Exercise brief: Look below for lines that hold the string "values" and copy each one.
[Given records]
//! Formatting pipeline.
//!
//! Turns an [`ArgumentPlan`] into the text that has to be written into
//! the argument list of a call site.  The stages run in a fixed order,
//! each one operating on a small render tree of the argument list:
//!
//! 1. insert: planned arguments go after all existing ones;
//! 2. line split: the outer list and every newly created nested list
//!    get one argument per line;
//! 3. trailing comma: added to the same lists unless one already exists;
//! 4. reference shortening: qualified references are written by their
//!    short name, collecting the imports this requires;
//! 5. cursor stops: ranges of the inserted values, in plan order.
//!
//! Stages 4 and 5 happen while the tree is rendered to text.  When the
//! whole interior is rewritten, comments found between the existing
//! arguments travel with them; only whitespace changes.

use std::ops::Range;

use crate::fill::import_edit::{ImportScope, Reference};
use crate::types::{
    ArgumentComments, ArgumentListSite, ArgumentPlan, FillPolicy, TypeRef, ValueExpr,
};

/// Continuation indent for arguments moved to their own line.
const CONTINUATION_INDENT: &str = "        ";

/// The formatted result for one argument list.
#[derive(Debug, Clone, PartialEq, Eq)]
pub struct ArgumentListEdit {
    /// Byte range of the document replaced by `new_text`.
    pub range: Range<usize>,
    pub new_text: String,
    /// Import paths the shortened references rely on, in insertion order.
    pub imports: Vec<String>,
    /// Ranges of the inserted values, relative to `new_text`.
    pub cursor_stops: Vec<Range<usize>>,
}

#[derive(Debug, Clone)]
struct ListNode {
    items: Vec<Item>,
    chopped: bool,
    trailing_comma: bool,
    /// Comments after the last existing item, or before the first item
    /// when nothing existed.
    dangling: Vec<String>,
}

#[derive(Debug, Clone)]
enum Item {
    Existing {
        text: String,
        comments: ArgumentComments,
    },
    Inserted { name: String, value: Option<Value> },
}

#[derive(Debug, Clone)]
enum Value {
    Text(String),
    Reference {
        type_ref: TypeRef,
        member: Option<String>,
    },
    Call {
        type_ref: TypeRef,
        list: ListNode,
    },
    Lambda(Vec<(String, TypeRef)>),
}

impl ListNode {
    fn from_plan(plan: &ArgumentPlan) -> Self {
        ListNode {
            items: plan
                .arguments
                .iter()
                .map(|arg| Item::Inserted {
                    name: arg.parameter_name.clone(),
                    value: arg.value.as_ref().map(Value::from_expr),
                })
                .collect(),
            chopped: false,
            trailing_comma: false,
            dangling: Vec::new(),
        }
    }

    /// Nested lists created by synthesis, outermost first.
    fn for_each_nested(&mut self, f: &mut impl FnMut(&mut ListNode)) {
        for item in &mut self.items {
            if let Item::Inserted {
                value: Some(Value::Call { list, .. }),
                ..
            } = item
            {
                f(list);
                list.for_each_nested(f);
            }
        }
    }
}

impl Value {
    fn from_expr(expr: &ValueExpr) -> Self {
        match expr {
            ValueExpr::Literal(text) => Value::Text(text.clone()),
            ValueExpr::Reference { type_ref, member } => Value::Reference {
                type_ref: type_ref.clone(),
                member: member.clone(),
            },
            ValueExpr::Construct {
                type_ref,
                arguments,
            } => Value::Call {
                type_ref: type_ref.clone(),
                list: ListNode::from_plan(arguments),
            },
            ValueExpr::Lambda { parameters } => Value::Lambda(parameters.clone()),
        }
    }
}

/// Run the pipeline for `plan` at `site`.
///
/// Cursor stops are only produced for interactive renders with
/// `place_cursor_at_each_argument` enabled.
pub fn format_arguments(
    site: &ArgumentListSite,
    plan: &ArgumentPlan,
    policy: &FillPolicy,
    scope: &ImportScope,
    interactive: bool,
) -> ArgumentListEdit {
    let mut list = insert(site, plan);
    if policy.one_argument_per_line {
        split_lines(&mut list);
    }
    if policy.append_trailing_comma {
        add_trailing_commas(&mut list);
    }
    if site.has_trailing_comma() {
        list.trailing_comma = true;
    }

    let mut renderer = Renderer::new(scope, &site.line_indent);
    let range = if list.chopped || site.arguments.is_empty() {
        renderer.list_interior(&list, true);
        site.open_paren + 1..site.close_paren
    } else {
        renderer.appended_items(&list, site.has_trailing_comma());
        let at = site
            .trailing_comma_end
            .or_else(|| site.arguments.last().map(|a| a.span.end))
            .unwrap_or(site.open_paren + 1);
        at..at
    };

    let mut cursor_stops = renderer.stops;
    if !(interactive && policy.place_cursor_at_each_argument) {
        cursor_stops.clear();
    }
    ArgumentListEdit {
        range,
        new_text: renderer.out,
        imports: renderer.imports,
        cursor_stops,
    }
}

fn insert(site: &ArgumentListSite, plan: &ArgumentPlan) -> ListNode {
    let mut list = ListNode::from_plan(plan);
    let mut items: Vec<Item> = site
        .arguments
        .iter()
        .map(|arg| Item::Existing {
            text: arg.text.clone(),
            comments: arg.comments.clone(),
        })
        .collect();
    items.append(&mut list.items);
    list.items = items;
    list.dangling = site.dangling_comments.clone();
    list
}

fn split_lines(list: &mut ListNode) {
    list.chopped = !list.items.is_empty();
    list.for_each_nested(&mut |nested: &mut ListNode| nested.chopped = !nested.items.is_empty());
}

fn add_trailing_commas(list: &mut ListNode) {
    list.trailing_comma = !list.items.is_empty();
    list.for_each_nested(&mut |nested: &mut ListNode| nested.trailing_comma = !nested.items.is_empty());
}

struct Renderer<'a> {
    scope: &'a ImportScope,
    base_indent: &'a str,
    out: String,
    imports: Vec<String>,
    stops: Vec<Range<usize>>,
}

impl<'a> Renderer<'a> {
    fn new(scope: &'a ImportScope, base_indent: &'a str) -> Self {
        Self {
            scope,
            base_indent,
            out: String::new(),
            imports: Vec::new(),
            stops: Vec::new(),
        }
    }

    /// Indentation of the line currently being written.
    fn line_indent(&self) -> String {
        match self.out.rfind('\n') {
            Some(pos) => self.out[pos + 1..]
                .chars()
                .take_while(|c| *c == ' ' || *c == '\t')
                .collect(),
            None => self.base_indent.to_string(),
        }
    }

    /// Everything between `(` and `)`.
    fn list_interior(&mut self, list: &ListNode, record_stops: bool) {
        let open_line_indent = self.line_indent();
        let item_indent = format!("{}{}", open_line_indent, CONTINUATION_INDENT);
        let last_existing = list
            .items
            .iter()
            .rposition(|item| matches!(item, Item::Existing { .. }));
        // After a `//` comment the next output has to start a new line.
        let mut line_ended = false;

        if last_existing.is_none() {
            for comment in &list.dangling {
                self.out.push_str(comment);
                self.gap(list.chopped || is_line_comment(comment), &item_indent);
            }
        }
        for (i, item) in list.items.iter().enumerate() {
            if i > 0 {
                self.gap(list.chopped || line_ended, &item_indent);
                line_ended = false;
            }
            let comma = i + 1 < list.items.len() || list.trailing_comma;
            match item {
                Item::Existing { text, comments } => {
                    for comment in &comments.leading {
                        self.out.push_str(comment);
                        self.gap(list.chopped || is_line_comment(comment), &item_indent);
                    }
                    self.out.push_str(text);
                    for comment in &comments.inline {
                        self.out.push(' ');
                        self.out.push_str(comment);
                        line_ended = is_line_comment(comment);
                    }
                    if comma {
                        if line_ended {
                            self.gap(true, &item_indent);
                            line_ended = false;
                        }
                        self.out.push(',');
                    }
                    for comment in &comments.trailing {
                        self.out.push(' ');
                        self.out.push_str(comment);
                        line_ended = is_line_comment(comment);
                    }
                }
                Item::Inserted { .. } => {
                    self.item(item, record_stops);
                    if comma {
                        self.out.push(',');
                    }
                }
            }
            if Some(i) == last_existing {
                for comment in &list.dangling {
                    self.gap(list.chopped || line_ended, &item_indent);
                    self.out.push_str(comment);
                    line_ended = is_line_comment(comment);
                }
            }
        }
        if (list.chopped && list.trailing_comma) || line_ended {
            self.out.push('\n');
            self.out.push_str(&open_line_indent);
        }
    }

    /// Only the inserted items, written after the existing arguments.
    fn appended_items(&mut self, list: &ListNode, after_comma: bool) {
        let mut first = true;
        for item in &list.items {
            if matches!(item, Item::Existing { .. }) {
                continue;
            }
            if first && after_comma {
                self.out.push(' ');
            } else {
                self.out.push_str(", ");
            }
            first = false;
            self.item(item, true);
        }
        if list.trailing_comma {
            self.out.push(',');
        }
    }

    /// Whitespace between two pieces of a list.
    fn gap(&mut self, new_line: bool, item_indent: &str) {
        if new_line {
            self.out.push('\n');
            self.out.push_str(item_indent);
        } else {
            self.out.push(' ');
        }
    }

    fn item(&mut self, item: &Item, record_stop: bool) {
        match item {
            Item::Existing { text, .. } => self.out.push_str(text),
            Item::Inserted { name, value } => {
                self.out.push_str(name);
                self.out.push_str(" =");
                match value {
                    Some(value) => {
                        self.out.push(' ');
                        let start = self.out.len();
                        self.value(value);
                        if record_stop {
                            self.stops.push(start..self.out.len());
                        }
                    }
                    None if record_stop => {
                        let at = self.out.len();
                        self.stops.push(at..at);
                    }
                    None => {}
                }
            }
        }
    }

    fn value(&mut self, value: &Value) {
        match value {
            Value::Text(text) => self.out.push_str(text),
            Value::Reference { type_ref, member } => {
                let text = self.type_name(type_ref);
                self.out.push_str(&text);
                if let Some(member) = member {
                    self.out.push('.');
                    self.out.push_str(member);
                }
            }
            Value::Call { type_ref, list } => {
                let text = self.type_name(type_ref);
                self.out.push_str(&text);
                self.out.push('(');
                self.list_interior(list, false);
                self.out.push(')');
            }
            Value::Lambda(parameters) if parameters.is_empty() => self.out.push_str("{}"),
            Value::Lambda(parameters) => {
                self.out.push_str("{ ");
                for (i, (name, type_ref)) in parameters.iter().enumerate() {
                    if i > 0 {
                        self.out.push_str(", ");
                    }
                    let text = self.type_name(type_ref);
                    self.out.push_str(name);
                    self.out.push_str(": ");
                    self.out.push_str(&text);
                    if type_ref.nullable {
                        self.out.push('?');
                    }
                }
                self.out.push_str(" -> }");
            }
        }
    }

    /// Short name when visible (importing it if needed), else qualified.
    fn type_name(&mut self, type_ref: &TypeRef) -> String {
        match self.scope.reference_for(type_ref, &self.imports) {
            Reference::Short => type_ref.name.clone(),
            Reference::Import(path) => {
                self.imports.push(path);
                type_ref.name.clone()
            }
            Reference::Qualified => type_ref.qualified_name(),
        }
    }
}

fn is_line_comment(comment: &str) -> bool {
    comment.starts_with("//")
}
[/Given records]
Result below:
//! 5. cursor stops: ranges of the inserted values, in plan order.
    /// Ranges of the inserted values, relative to `new_text`.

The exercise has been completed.